As soundman mentions, you do need proper pixel units, not merely generic LEDs that have no little brain (controller) in them. I probably should not have called them LEDs. That being said, yes you can wire up your own pixel units from...well, wherever you sourced them...into a string and use them with a compatible Sacn controller, rather than buying a pre-manufactured strand or tape or what have you. There are various form factors available from the usual places, including ones such as those soundman linked to where the LEDs and controller are all built into a single component, as well as controller chips by themselves for use with external (ordinary) LEDs if you're wanting to do even more electronic assembly and/or have more specialized needs.

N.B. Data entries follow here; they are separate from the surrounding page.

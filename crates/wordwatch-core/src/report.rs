//! The statistics report handed to publish sinks.

use serde::{Deserialize, Serialize};

use crate::coverage::{CategorizedCoverage, Coverage};
use crate::interesting::InterestingWord;
use crate::paragraphs::Paragraph;

/// Immutable snapshot of one analysis pass.
///
/// Built fresh on every pass and self-consistent by construction:
/// `different_words` equals the frequency model's distinct key count,
/// and every coverage hit count is bounded by its list total. This is
/// the only value that crosses the core/collaborator boundary — sinks
/// serialize it whole.
#[derive(Debug, Clone, PartialEq, Serialize, Deserialize)]
pub struct StatisticsReport {
    /// Total token count, with repetition.
    pub total_words: u64,
    /// Distinct token count.
    pub different_words: usize,
    /// Decaying running average token length (legacy recurrence).
    pub average_word_length: f64,
    /// Detected sections in document order.
    pub paragraphs: Vec<Paragraph>,
    /// Top interesting words, descending by count.
    pub interesting_words: Vec<InterestingWord>,
    /// Coverage of the general vocabulary list.
    pub vocabulary_coverage: Coverage,
    /// Coverage of the advanced word list.
    pub fancy_coverage: Coverage,
    /// Coverage of the categorized academic word list.
    pub academic_coverage: CategorizedCoverage,
}

#[cfg(test)]
mod tests {
    use super::*;
    use std::collections::BTreeMap;

    fn sample() -> StatisticsReport {
        StatisticsReport {
            total_words: 4,
            different_words: 3,
            average_word_length: 2.25,
            paragraphs: vec![Paragraph {
                heading: "Intro".to_string(),
                word_count: 2,
            }],
            interesting_words: vec![InterestingWord {
                word: "cat".to_string(),
                count: 2,
            }],
            vocabulary_coverage: Coverage { total: 3, hits: 1 },
            fancy_coverage: Coverage { total: 1, hits: 0 },
            academic_coverage: CategorizedCoverage {
                words_total: 3,
                words_hits: 1,
                category_total: 1,
                category_hits: 1,
                per_category: BTreeMap::from([("verbs".to_string(), 1)]),
            },
        }
    }

    #[test]
    fn json_round_trip() {
        let report = sample();
        let json = serde_json::to_string(&report).unwrap();
        let back: StatisticsReport = serde_json::from_str(&json).unwrap();
        assert_eq!(back, report);
    }

    #[test]
    fn json_field_names_are_stable() {
        let json = serde_json::to_value(sample()).unwrap();
        assert!(json.get("total_words").is_some());
        assert!(json.get("different_words").is_some());
        assert!(json.get("average_word_length").is_some());
        assert!(json.get("interesting_words").is_some());
        assert!(json["academic_coverage"].get("per_category").is_some());
    }
}
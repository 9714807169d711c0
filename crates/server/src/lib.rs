pub mod accounts;
pub mod bootstrap;
pub mod cart;
pub mod catalog;
pub mod error;
pub mod health;
pub mod orders;
pub mod sessions;
pub mod state;

#[cfg(test)]
mod test_support;

use axum::Router;
use storefront_core::config::{LogFormat, LoggingConfig};
use tracing::Level;

use crate::state::AppState;

/// Storefront API routes over shared application state.
pub fn router(state: AppState) -> Router {
    Router::new()
        .merge(accounts::router())
        .merge(sessions::router())
        .merge(catalog::router())
        .merge(cart::router())
        .merge(orders::router())
        .with_state(state)
}

pub fn init_logging(config: &LoggingConfig) {
    let log_level = config.level.parse::<Level>().unwrap_or(Level::INFO);

    match config.format {
        LogFormat::Compact => {
            tracing_subscriber::fmt().with_target(false).with_max_level(log_level).compact().init();
        }
        LogFormat::Pretty => {
            tracing_subscriber::fmt().with_target(false).with_max_level(log_level).pretty().init();
        }
        LogFormat::Json => {
            tracing_subscriber::fmt().with_target(false).with_max_level(log_level).json().init();
        }
    }
}
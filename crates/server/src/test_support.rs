use std::sync::atomic::{AtomicUsize, Ordering};
use std::sync::Arc;

use axum::body::Body;
use axum::http::{Request, StatusCode};
use axum::response::Response;
use axum::Router;
use chrono::{TimeZone, Utc};
use rust_decimal::Decimal;
use serde_json::{json, Value};
use storefront_core::checkout::{CheckoutRequest, PaymentDetails};
use storefront_core::config::AppConfig;
use storefront_core::domain::order::ShippingAddress;
use storefront_core::domain::product::{Product, ProductId};
use storefront_db::{
    InMemoryCustomerRepository, InMemoryOrderRepository, InMemoryProductRepository,
};
use tower::ServiceExt;

use crate::orders::IDEMPOTENCY_HEADER;
use crate::state::AppState;

pub const TEST_PASSWORD: &str = "senha-forte-1";

pub fn product(id: &str, price: Decimal, stock: u32) -> Product {
    Product {
        id: ProductId(id.to_string()),
        slug: format!("product-{id}"),
        name: format!("Product {id}"),
        description: format!("Demo item {id}"),
        brand: "Brand-A".to_string(),
        category: "Eletrônicos".to_string(),
        price,
        discount_price: None,
        rating: Decimal::new(40, 1),
        stock,
        sales_count: 0,
        images: vec![format!("/assets/images/products/product-{id}-1.jpg")],
        created_at: Utc.with_ymd_and_hms(2023, 1, 1, 0, 0, 0).unwrap(),
    }
}

/// Fourteen products, one brand each. Product 1 is discounted from 100 to 80;
/// products 4 to 14 cost 10 to 20.
pub fn seeded_products() -> Vec<Product> {
    (1u32..=14)
        .map(|index| {
            let id = index.to_string();
            let mut item = match index {
                1 => {
                    let mut item = product(&id, Decimal::new(100, 0), 5);
                    item.discount_price = Some(Decimal::new(80, 0));
                    item
                }
                2 => product(&id, Decimal::new(50, 0), 10),
                3 => product(&id, Decimal::new(40, 0), 10),
                _ => product(&id, Decimal::from(6 + index), 10),
            };
            item.brand = format!("Brand-{}", char::from(b'A' + (index - 1) as u8));
            item.category = match index {
                3 => "Moda".to_string(),
                4 => "Casa e Decoração".to_string(),
                _ => "Eletrônicos".to_string(),
            };
            item
        })
        .collect()
}

/// Default config with the cheapest argon2 cost argon2 accepts.
pub fn test_config() -> AppConfig {
    let mut config = AppConfig::default();
    config.auth.password_memory_kib = 8;
    config.auth.password_iterations = 1;
    config
}

pub fn seeded_state() -> AppState {
    AppState::from_config(
        &test_config(),
        Arc::new(InMemoryProductRepository::with_products(seeded_products())),
        Arc::new(InMemoryCustomerRepository::default()),
        Arc::new(InMemoryOrderRepository::default()),
    )
    .expect("test config builds state")
}

pub fn seeded_app() -> Router {
    crate::router(seeded_state())
}

pub fn checkout_request() -> CheckoutRequest {
    CheckoutRequest {
        shipping_address: ShippingAddress {
            street: "Rua das Flores".to_string(),
            number: "123".to_string(),
            complement: None,
            neighborhood: Some("Centro".to_string()),
            city: "São Paulo".to_string(),
            state: "SP".to_string(),
            zip_code: "01234-567".to_string(),
        },
        payment_method: PaymentDetails {
            card_type: "credit_card".to_string(),
            card_number: "4111 1111 1111 1111".to_string(),
            card_holder: "JOAO SILVA".to_string(),
            expiry_month: Some("12".to_string()),
            expiry_year: Some("2028".to_string()),
            cvv: Some("123".to_string()),
        },
        shipping_method: None,
    }
}

pub fn checkout_body() -> Value {
    serde_json::to_value(checkout_request()).expect("checkout request serializes")
}

pub async fn read_json(response: Response) -> Value {
    let bytes = axum::body::to_bytes(response.into_body(), usize::MAX).await.expect("body");
    if bytes.is_empty() {
        return Value::Null;
    }
    serde_json::from_slice(&bytes)
        .unwrap_or_else(|_| Value::String(String::from_utf8_lossy(&bytes).into_owned()))
}

pub fn dec(value: &Value) -> Decimal {
    match value {
        Value::String(raw) => raw.parse().expect("decimal string"),
        Value::Number(number) => number.to_string().parse().expect("decimal number"),
        other => panic!("expected a decimal, got {other}"),
    }
}

pub struct TestClient {
    router: Router,
}

impl TestClient {
    pub fn new(router: Router) -> Self {
        Self { router }
    }

    pub fn seeded() -> Self {
        Self::new(seeded_app())
    }

    pub async fn send(&self, request: Request<Body>) -> (StatusCode, Value) {
        let response = self.router.clone().oneshot(request).await.expect("response");
        let status = response.status();
        (status, read_json(response).await)
    }

    pub async fn request(
        &self,
        method: &str,
        uri: &str,
        token: Option<&str>,
        body: Option<Value>,
    ) -> (StatusCode, Value) {
        let mut builder = Request::builder().method(method).uri(uri);
        if let Some(token) = token {
            builder = builder.header("authorization", format!("Bearer {token}"));
        }
        let request = match body {
            Some(body) => builder
                .header("content-type", "application/json")
                .body(Body::from(body.to_string()))
                .expect("request"),
            None => builder.body(Body::empty()).expect("request"),
        };
        self.send(request).await
    }

    /// Registers `email` with [`TEST_PASSWORD`] and returns the bearer token.
    pub async fn register(&self, email: &str) -> String {
        let body = json!({
            "email": email,
            "password": TEST_PASSWORD,
            "firstName": "Cliente",
            "lastName": "Teste",
        });
        let (status, body) = self.request("POST", "/api/register", None, Some(body)).await;
        assert_eq!(status, StatusCode::CREATED, "{body}");
        body["token"].as_str().expect("token").to_string()
    }

    pub async fn login(&self, email: &str) -> String {
        let body = json!({"email": email, "password": TEST_PASSWORD});
        let (status, body) = self.request("POST", "/api/login", None, Some(body)).await;
        assert_eq!(status, StatusCode::OK, "{body}");
        body["token"].as_str().expect("token").to_string()
    }

    /// A session for a freshly registered customer.
    pub async fn open_session(&self) -> String {
        static NEXT: AtomicUsize = AtomicUsize::new(1);
        let n = NEXT.fetch_add(1, Ordering::Relaxed);
        self.register(&format!("cliente{n}@example.com")).await
    }

    pub async fn submit_order(&self, token: &str, key: &str, body: Value) -> (StatusCode, Value) {
        let request = Request::builder()
            .method("POST")
            .uri("/api/orders")
            .header("authorization", format!("Bearer {token}"))
            .header(IDEMPOTENCY_HEADER, key)
            .header("content-type", "application/json")
            .body(Body::from(body.to_string()))
            .expect("request");
        self.send(request).await
    }
}
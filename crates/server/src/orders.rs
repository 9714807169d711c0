//! Order submission.
//!
//! `POST /api/orders` turns the session cart into an order owned by the
//! session's customer, so order history survives logout and restarts. Every
//! attempt carries an `Idempotency-Key` header: the first success stores the
//! order and clears the cart, a retry with the same key and body returns the
//! stored order, and the same key with a different body is rejected.

use std::sync::Arc;

use axum::extract::State;
use axum::http::{HeaderMap, StatusCode};
use axum::routing::get;
use axum::{Json, Router};
use chrono::Utc;
use serde::Serialize;
use storefront_core::checkout::{request_fingerprint, CheckoutRequest, OrderDraft, OrderStamp};
use storefront_core::domain::customer::CustomerId;
use storefront_core::domain::order::{IdempotencyKey, Order};
use storefront_core::errors::{ApplicationError, DomainError};
use storefront_db::{OrderRepository, RepositoryError};
use tracing::{info, warn};
use uuid::Uuid;

use crate::error::{ApiError, CorrelationId, ResultExt};
use crate::sessions::{Session, SharedCart};
use crate::state::AppState;

pub const IDEMPOTENCY_HEADER: &str = "idempotency-key";
const MAX_IDEMPOTENCY_KEY_LEN: usize = 128;
/// Order numbers keep six digits of the order uuid, so clashes are rare but
/// possible. Each retry draws a new uuid.
const MAX_ORDER_NUMBER_ATTEMPTS: u32 = 5;

#[derive(Clone)]
pub struct OrderService {
    repository: Arc<dyn OrderRepository>,
    currency: String,
    order_number_prefix: String,
}

#[derive(Clone, Debug, PartialEq, Eq)]
pub struct Submission {
    pub order: Order,
    pub replayed: bool,
}

impl OrderService {
    pub fn new(
        repository: Arc<dyn OrderRepository>,
        currency: String,
        order_number_prefix: String,
    ) -> Self {
        Self { repository, currency, order_number_prefix }
    }

    pub fn currency(&self) -> &str {
        &self.currency
    }

    /// Submits the session cart for `customer_id`. The cart lock is held
    /// until the order is stored and the cart cleared, so retries on one
    /// session never interleave.
    pub async fn submit(
        &self,
        customer_id: CustomerId,
        cart: &SharedCart,
        idempotency_key: IdempotencyKey,
        request: &CheckoutRequest,
    ) -> Result<Submission, ApplicationError> {
        let fingerprint = request_fingerprint(request);
        let mut cart = cart.lock().await;

        if let Some(existing) = self.repository.find_by_idempotency_key(&idempotency_key).await? {
            return replay(existing, customer_id, &fingerprint);
        }

        let draft = OrderDraft::from_cart(&cart, request, &self.currency)?;
        let created_at = Utc::now();
        let mut attempt = 1;
        let order = loop {
            let order = draft.clone().into_order(OrderStamp {
                id: Uuid::new_v4(),
                customer_id,
                idempotency_key: idempotency_key.clone(),
                request_fingerprint: fingerprint.clone(),
                order_number_prefix: self.order_number_prefix.clone(),
                created_at,
            });

            match self.repository.insert(order.clone()).await {
                Ok(()) => break order,
                Err(RepositoryError::OrderNumberTaken(number))
                    if attempt < MAX_ORDER_NUMBER_ATTEMPTS =>
                {
                    warn!(
                        event_name = "order.submission.number_clash",
                        correlation_id = %idempotency_key,
                        order_number = %number,
                        attempt,
                        "order number already taken; drawing a new one"
                    );
                    attempt += 1;
                }
                Err(RepositoryError::Conflict(_)) => {
                    let existing = self
                        .repository
                        .find_by_idempotency_key(&idempotency_key)
                        .await?
                        .ok_or_else(|| {
                            ApplicationError::Conflict(format!(
                                "idempotency key `{idempotency_key}` is already in use"
                            ))
                        })?;
                    return replay(existing, customer_id, &fingerprint);
                }
                Err(error) => return Err(error.into()),
            }
        };

        cart.clear();
        info!(
            event_name = "order.submission.created",
            correlation_id = %idempotency_key,
            customer_id = %customer_id,
            order_id = %order.id,
            order_number = %order.order_number,
            total = %order.total,
            "order created and cart cleared"
        );

        Ok(Submission { order, replayed: false })
    }

    /// Newest first.
    pub async fn list_for_customer(
        &self,
        customer_id: CustomerId,
    ) -> Result<Vec<Order>, ApplicationError> {
        Ok(self.repository.list_for_customer(customer_id).await?)
    }
}

fn replay(
    existing: Order,
    customer_id: CustomerId,
    fingerprint: &str,
) -> Result<Submission, ApplicationError> {
    if existing.customer_id != customer_id || existing.request_fingerprint != fingerprint {
        return Err(ApplicationError::Conflict(format!(
            "idempotency key `{}` was already used for a different order request",
            existing.idempotency_key
        )));
    }

    info!(
        event_name = "order.submission.replayed",
        correlation_id = %existing.idempotency_key,
        order_id = %existing.id,
        order_number = %existing.order_number,
        "returning previously stored order for repeated submission"
    );
    Ok(Submission { order: existing, replayed: true })
}

pub fn idempotency_key(headers: &HeaderMap) -> Result<IdempotencyKey, DomainError> {
    let raw = headers
        .get(IDEMPOTENCY_HEADER)
        .and_then(|value| value.to_str().ok())
        .map(str::trim)
        .unwrap_or_default();

    if raw.is_empty() {
        return Err(DomainError::Validation("Idempotency-Key header is required".to_string()));
    }
    if raw.len() > MAX_IDEMPOTENCY_KEY_LEN {
        return Err(DomainError::Validation(format!(
            "Idempotency-Key must be at most {MAX_IDEMPOTENCY_KEY_LEN} characters"
        )));
    }
    Ok(IdempotencyKey(raw.to_string()))
}

#[derive(Debug, Serialize)]
pub struct OrderReceipt {
    pub order: Order,
    pub replayed: bool,
}

#[derive(Debug, Serialize)]
pub struct OrderList {
    pub orders: Vec<Order>,
}

pub fn router() -> Router<AppState> {
    Router::new().route("/api/orders", get(list_orders).post(submit_order))
}

async fn submit_order(
    State(state): State<AppState>,
    correlation_id: CorrelationId,
    session: Session,
    headers: HeaderMap,
    Json(request): Json<CheckoutRequest>,
) -> Result<(StatusCode, Json<OrderReceipt>), ApiError> {
    let key = idempotency_key(&headers).or_api(&correlation_id)?;
    let submission = state
        .orders
        .submit(session.customer_id, &session.cart, key, &request)
        .await
        .or_api(&correlation_id)?;

    let status = if submission.replayed { StatusCode::OK } else { StatusCode::CREATED };
    Ok((status, Json(OrderReceipt { order: submission.order, replayed: submission.replayed })))
}

async fn list_orders(
    State(state): State<AppState>,
    correlation_id: CorrelationId,
    session: Session,
) -> Result<Json<OrderList>, ApiError> {
    let orders =
        state.orders.list_for_customer(session.customer_id).await.or_api(&correlation_id)?;
    Ok(Json(OrderList { orders }))
}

(It's also unfortunately confusing that the little brain for each pixel is called a controller, and yet the box that formats and sends data to all the pixels in the string is also a controller.)
 

Frank

Member
Joined
Mar 23, 2009
Location
Maine
Where and how can I learn more about this technology and where it's used? Sounds like somthing I don't know much about.

Thanks!
 

Jackalope

Active Member
Joined
Dec 5, 2009
Location
Central Coast California
These replies have been so helpful! Thanks to all who threw in there expertise. I am looking forward to getting some of this under my belt soon.
Next question... Brightness. Which spec should I use to evaluate an LED's ability to compete with stage lighting and what minimum would you recommend?